Provocante, la comparaison entre guerre et jeu pourrait être justifiée en rappelant les nombreux jeux de guerre à travers les cultures et les siècles. L’un des traits communs les plus marquants est probablement le fait que le jeu comme la guerre sont soumis à des règles. « Selon Huizinga, reprend la chercheuse, les différentes manifestations culturelles – c’est-à-dire la guerre, la langue, la politique, les institutions juridiques – se structurent comme un jeu. Celui-ci implique l’existence de règles qui doivent être respectées. Il est un espace et un temps séparés de la vie “normale”. Ces éléments se retrouvent lorsque l’on parle de guerre. »
Spécialiste du Moyen Age, Johan Huizinga souligne le fait que l’esprit ludique de la guerre tend à disparaître à l’époque moderne. « Que se passe-t-il lorsque la règle ne fonctionne plus ?, se demande Achim Küpper, chargé de recherches FNRS au département de langues et littératures modernes.
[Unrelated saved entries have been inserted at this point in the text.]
//! Theme colors for the settings panels
//! Defaults can be overridden from the `[theme]` table of the config file.

use ratatui::style::Color;

use crate::config::ThemeConfig;

/// Theme colors for the UI
#[derive(Debug, Clone, PartialEq)]
pub struct Theme {
    pub creation: Color,         // Buttons that create something (green)
    pub neutral: Color,          // Non-destructive actions (purple)
    pub destructive: Color,      // Data-destroying actions (red)
    pub on_filled: Color,        // Label text on filled buttons
    pub accent: Color,           // Active borders, selected tab
    pub text: Color,             // Primary text
    pub text_dim: Color,         // Hints, placeholders
    pub inactive: Color,         // Inactive borders
    pub header: Color,           // Table headers, section titles
}

impl Default for Theme {
    fn default() -> Self {
        Self {
            creation: Color::Rgb(34, 197, 94),     // #22c55e
            neutral: Color::Rgb(139, 92, 246),     // #8b5cf6
            destructive: Color::Rgb(239, 68, 68),  // #ef4444
            on_filled: Color::Rgb(255, 255, 255),
            accent: Color::Rgb(139, 92, 246),
            text: Color::Rgb(205, 214, 244),
            text_dim: Color::Rgb(147, 153, 178),
            inactive: Color::Rgb(88, 91, 112),
            header: Color::Rgb(180, 190, 254),
        }
    }
}

impl Theme {
    /// Build a theme from config overrides; unparsable colors keep the default
    pub fn from_config(config: &ThemeConfig) -> Self {
        let mut theme = Self::default();

        let overrides = [
            (&config.creation, &mut theme.creation, "creation"),
            (&config.neutral, &mut theme.neutral, "neutral"),
            (&config.destructive, &mut theme.destructive, "destructive"),
            (&config.accent, &mut theme.accent, "accent"),
            (&config.text, &mut theme.text, "text"),
            (&config.text_dim, &mut theme.text_dim, "text_dim"),
        ];

        for (value, slot, key) in overrides {
            let Some(value) = value else { continue };
            match Self::parse_hex_color(value) {
                Some(color) => *slot = color,
                None => tracing::warn!("Ignoring invalid theme color {} = {:?}", key, value),
            }
        }

        theme
    }

    /// Parse a hex color string (#RRGGBB or #RGB)
    pub fn parse_hex_color(s: &str) -> Option<Color> {
        let s = s.trim().trim_start_matches('#');
        if !s.is_ascii() {
            return None;
        }

        if s.len() == 6 {
            let r = u8::from_str_radix(&s[0..2], 16).ok()?;
            let g = u8::from_str_radix(&s[2..4], 16).ok()?;
            let b = u8::from_str_radix(&s[4..6], 16).ok()?;
            Some(Color::Rgb(r, g, b))
        } else if s.len() == 3 {
            let r = u8::from_str_radix(&s[0..1], 16).ok()? * 17;
            let g = u8::from_str_radix(&s[1..2], 16).ok()? * 17;
            let b = u8::from_str_radix(&s[2..3], 16).ok()? * 17;
            Some(Color::Rgb(r, g, b))
        } else {
            None
        }
    }
}
//! Administrative operations behind the settings buttons
//!
//! Every button names an `AdminAction`. Activating a button hands the action
//! to an `AdminBackend`. No real backend ships with this crate: the default
//! `InertBackend` reports every action as unwired, so buttons stay inert.

use serde::Serialize;
use std::future::Future;
use thiserror::Error;

#[derive(Debug, Clone, Copy, PartialEq, Eq, Hash, Serialize)]
#[serde(rename_all = "kebab-case")]
pub enum AdminAction {
    CreateBackup,
    RestoreBackup,
    OptimizeDatabase,
    RebuildIndexes,
    GenerateSeedScript,
    ClearAllData,
    CreateGroup,
}

impl AdminAction {
    /// Operation name as an admin API would know it
    pub fn as_str(&self) -> &'static str {
        match self {
            AdminAction::CreateBackup => "create-backup",
            AdminAction::RestoreBackup => "restore-backup",
            AdminAction::OptimizeDatabase => "optimize-database",
            AdminAction::RebuildIndexes => "rebuild-indexes",
            AdminAction::GenerateSeedScript => "generate-seed-script",
            AdminAction::ClearAllData => "clear-all-data",
            AdminAction::CreateGroup => "create-group",
        }
    }
}

/// Result of a dispatched action
#[derive(Debug, Clone, PartialEq, Eq)]
pub enum ActionOutcome {
    /// No operation is attached to this action
    Unwired,
    /// The operation ran; the message is shown to the user
    Completed(String),
}

#[derive(Error, Debug, Clone, PartialEq, Eq)]
pub enum AdminError {
    #[error("admin API unreachable: {0}")]
    Transport(String),

    #[error("not authorized: {0}")]
    Unauthorized(String),

    #[error("rejected: {0}")]
    Validation(String),
}

/// Executes administrative actions on behalf of the settings panels
pub trait AdminBackend {
    fn dispatch(
        &self,
        action: AdminAction,
    ) -> impl Future<Output = Result<ActionOutcome, AdminError>> + Send;
}

/// Backend with nothing attached. Every action is a no-op.
#[derive(Debug, Clone, Copy, Default)]
pub struct InertBackend;

impl AdminBackend for InertBackend {
    async fn dispatch(&self, action: AdminAction) -> Result<ActionOutcome, AdminError> {
        tracing::debug!(action = action.as_str(), "no backend attached");
        Ok(ActionOutcome::Unwired)
    }
}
Dans les guerres modernes, les règles deviennent de plus en plus abstraites. Huizinga reste très optimiste. Il affirme que la guerre est un jeu chevaleresque. Je ne suis pas sûr que ce soit toujours le cas… » En tout état de cause, le caractère ludique mérite d’être requestionné à l’aune des nouvelles formes adoptées par la confrontation armée. Depuis quelque temps, les guerres interétatiques ont laissé la place à de “nouveaux conflits” – guérillas, attaques terroristes, guerres civiles – qui ont redéfini considérablement les lois instituées par le droit de la guerre.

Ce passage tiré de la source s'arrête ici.